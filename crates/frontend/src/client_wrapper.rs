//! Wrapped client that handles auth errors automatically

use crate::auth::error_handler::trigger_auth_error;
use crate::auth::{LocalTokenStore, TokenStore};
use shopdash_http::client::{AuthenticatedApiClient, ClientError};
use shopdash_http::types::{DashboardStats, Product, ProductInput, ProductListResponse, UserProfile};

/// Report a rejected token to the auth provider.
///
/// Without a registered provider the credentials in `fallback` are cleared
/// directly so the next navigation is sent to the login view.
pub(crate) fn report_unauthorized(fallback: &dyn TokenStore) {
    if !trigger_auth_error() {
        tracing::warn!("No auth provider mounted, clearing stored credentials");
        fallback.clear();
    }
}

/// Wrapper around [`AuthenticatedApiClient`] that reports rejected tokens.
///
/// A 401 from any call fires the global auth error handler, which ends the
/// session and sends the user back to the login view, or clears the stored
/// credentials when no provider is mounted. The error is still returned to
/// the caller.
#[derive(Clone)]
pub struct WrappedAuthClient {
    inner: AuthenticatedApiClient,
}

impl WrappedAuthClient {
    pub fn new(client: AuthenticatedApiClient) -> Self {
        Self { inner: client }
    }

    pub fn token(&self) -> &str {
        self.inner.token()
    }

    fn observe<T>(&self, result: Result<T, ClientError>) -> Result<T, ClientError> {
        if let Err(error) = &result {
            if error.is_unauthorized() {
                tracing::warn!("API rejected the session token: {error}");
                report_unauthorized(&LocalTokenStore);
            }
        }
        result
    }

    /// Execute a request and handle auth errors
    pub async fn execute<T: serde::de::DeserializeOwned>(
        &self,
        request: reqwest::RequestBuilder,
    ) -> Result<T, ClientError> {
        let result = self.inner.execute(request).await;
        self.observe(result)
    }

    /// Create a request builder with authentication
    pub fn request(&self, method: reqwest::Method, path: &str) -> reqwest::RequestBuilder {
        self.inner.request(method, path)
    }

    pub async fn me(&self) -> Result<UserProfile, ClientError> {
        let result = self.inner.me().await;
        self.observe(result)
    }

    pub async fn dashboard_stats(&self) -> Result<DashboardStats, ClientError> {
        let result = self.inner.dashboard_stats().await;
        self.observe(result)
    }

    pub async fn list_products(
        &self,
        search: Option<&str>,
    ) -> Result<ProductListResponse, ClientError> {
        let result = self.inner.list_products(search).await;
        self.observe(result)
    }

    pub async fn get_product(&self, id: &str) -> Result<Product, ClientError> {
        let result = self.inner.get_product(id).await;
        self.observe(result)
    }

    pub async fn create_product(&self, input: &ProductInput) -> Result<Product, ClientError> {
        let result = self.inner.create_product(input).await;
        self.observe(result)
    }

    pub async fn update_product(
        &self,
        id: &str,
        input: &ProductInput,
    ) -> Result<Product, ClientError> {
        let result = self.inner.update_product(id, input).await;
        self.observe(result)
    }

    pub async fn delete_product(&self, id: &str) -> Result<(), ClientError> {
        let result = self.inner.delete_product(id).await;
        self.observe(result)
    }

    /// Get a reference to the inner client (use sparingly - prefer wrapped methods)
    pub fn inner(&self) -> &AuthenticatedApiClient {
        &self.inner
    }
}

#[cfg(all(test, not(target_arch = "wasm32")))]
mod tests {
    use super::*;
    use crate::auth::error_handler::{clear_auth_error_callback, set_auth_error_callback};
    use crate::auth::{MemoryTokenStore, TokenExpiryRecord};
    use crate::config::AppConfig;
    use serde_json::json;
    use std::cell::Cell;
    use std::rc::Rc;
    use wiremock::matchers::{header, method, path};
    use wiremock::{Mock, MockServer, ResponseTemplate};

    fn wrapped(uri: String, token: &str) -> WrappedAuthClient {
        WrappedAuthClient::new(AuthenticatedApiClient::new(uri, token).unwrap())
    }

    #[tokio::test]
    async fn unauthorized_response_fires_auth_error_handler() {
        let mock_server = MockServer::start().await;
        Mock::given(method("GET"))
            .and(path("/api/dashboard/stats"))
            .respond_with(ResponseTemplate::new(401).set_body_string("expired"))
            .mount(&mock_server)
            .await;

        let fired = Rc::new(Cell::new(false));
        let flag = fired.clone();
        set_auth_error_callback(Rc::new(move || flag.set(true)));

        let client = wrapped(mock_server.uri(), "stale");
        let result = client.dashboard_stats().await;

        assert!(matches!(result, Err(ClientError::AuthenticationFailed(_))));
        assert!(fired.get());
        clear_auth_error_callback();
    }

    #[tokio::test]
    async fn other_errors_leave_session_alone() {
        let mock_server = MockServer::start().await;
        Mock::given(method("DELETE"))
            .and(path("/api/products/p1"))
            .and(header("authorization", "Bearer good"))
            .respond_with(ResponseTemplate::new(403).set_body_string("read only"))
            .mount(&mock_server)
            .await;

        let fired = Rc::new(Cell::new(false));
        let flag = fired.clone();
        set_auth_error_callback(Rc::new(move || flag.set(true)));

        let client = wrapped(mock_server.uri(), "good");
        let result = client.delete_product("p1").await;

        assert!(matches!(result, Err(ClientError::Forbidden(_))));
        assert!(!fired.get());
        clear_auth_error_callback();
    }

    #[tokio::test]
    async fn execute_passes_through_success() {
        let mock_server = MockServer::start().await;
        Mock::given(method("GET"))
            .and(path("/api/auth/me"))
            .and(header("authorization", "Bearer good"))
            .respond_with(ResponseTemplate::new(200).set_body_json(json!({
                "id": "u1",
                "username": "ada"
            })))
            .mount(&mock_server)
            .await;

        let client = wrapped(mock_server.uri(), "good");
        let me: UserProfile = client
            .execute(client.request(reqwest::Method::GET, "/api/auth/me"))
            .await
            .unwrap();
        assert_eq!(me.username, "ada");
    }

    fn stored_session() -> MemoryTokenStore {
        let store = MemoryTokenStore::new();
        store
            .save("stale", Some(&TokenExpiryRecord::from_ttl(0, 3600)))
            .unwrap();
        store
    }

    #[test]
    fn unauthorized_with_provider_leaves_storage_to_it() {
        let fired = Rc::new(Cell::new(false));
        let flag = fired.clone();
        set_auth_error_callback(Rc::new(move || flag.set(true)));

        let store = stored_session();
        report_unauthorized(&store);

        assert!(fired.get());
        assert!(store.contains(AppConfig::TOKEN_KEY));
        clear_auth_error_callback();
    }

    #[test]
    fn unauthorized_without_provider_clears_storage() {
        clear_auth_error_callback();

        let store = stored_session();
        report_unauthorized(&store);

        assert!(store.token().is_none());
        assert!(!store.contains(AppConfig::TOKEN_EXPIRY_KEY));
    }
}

--

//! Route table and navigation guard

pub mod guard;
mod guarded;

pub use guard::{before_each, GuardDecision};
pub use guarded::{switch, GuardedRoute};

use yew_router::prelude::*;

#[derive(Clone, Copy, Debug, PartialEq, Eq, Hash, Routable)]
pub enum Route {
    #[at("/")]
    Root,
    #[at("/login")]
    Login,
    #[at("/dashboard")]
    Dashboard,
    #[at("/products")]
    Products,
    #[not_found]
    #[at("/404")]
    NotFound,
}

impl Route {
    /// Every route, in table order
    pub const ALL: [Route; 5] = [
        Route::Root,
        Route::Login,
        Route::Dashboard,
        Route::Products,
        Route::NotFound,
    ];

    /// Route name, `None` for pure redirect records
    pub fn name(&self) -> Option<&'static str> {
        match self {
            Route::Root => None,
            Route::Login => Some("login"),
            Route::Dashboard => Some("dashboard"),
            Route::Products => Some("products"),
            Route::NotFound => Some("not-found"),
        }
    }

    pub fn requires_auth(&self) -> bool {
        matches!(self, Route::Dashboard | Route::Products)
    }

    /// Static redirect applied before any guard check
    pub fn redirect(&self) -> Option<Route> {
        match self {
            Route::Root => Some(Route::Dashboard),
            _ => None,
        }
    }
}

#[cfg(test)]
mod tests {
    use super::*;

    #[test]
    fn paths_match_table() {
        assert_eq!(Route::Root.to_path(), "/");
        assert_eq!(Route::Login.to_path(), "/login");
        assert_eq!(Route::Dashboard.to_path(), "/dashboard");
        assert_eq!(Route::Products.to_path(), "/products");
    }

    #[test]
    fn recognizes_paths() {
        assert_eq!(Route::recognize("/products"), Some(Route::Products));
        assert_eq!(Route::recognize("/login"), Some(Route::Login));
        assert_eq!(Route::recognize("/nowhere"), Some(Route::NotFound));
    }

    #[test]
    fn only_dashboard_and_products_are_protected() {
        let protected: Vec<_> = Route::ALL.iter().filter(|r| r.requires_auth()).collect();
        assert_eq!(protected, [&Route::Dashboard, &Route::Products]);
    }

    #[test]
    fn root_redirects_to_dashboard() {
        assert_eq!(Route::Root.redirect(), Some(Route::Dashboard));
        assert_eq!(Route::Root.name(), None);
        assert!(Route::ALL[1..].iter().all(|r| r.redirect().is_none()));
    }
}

### WORK TO COMPLETE
Copy each line in the data that holds the word "UserProfile".

### RESULT FOR THIS EXERCISE
use shopdash_http::types::{DashboardStats, Product, ProductInput, ProductListResponse, UserProfile};
    pub async fn me(&self) -> Result<UserProfile, ClientError> {
        let me: UserProfile = client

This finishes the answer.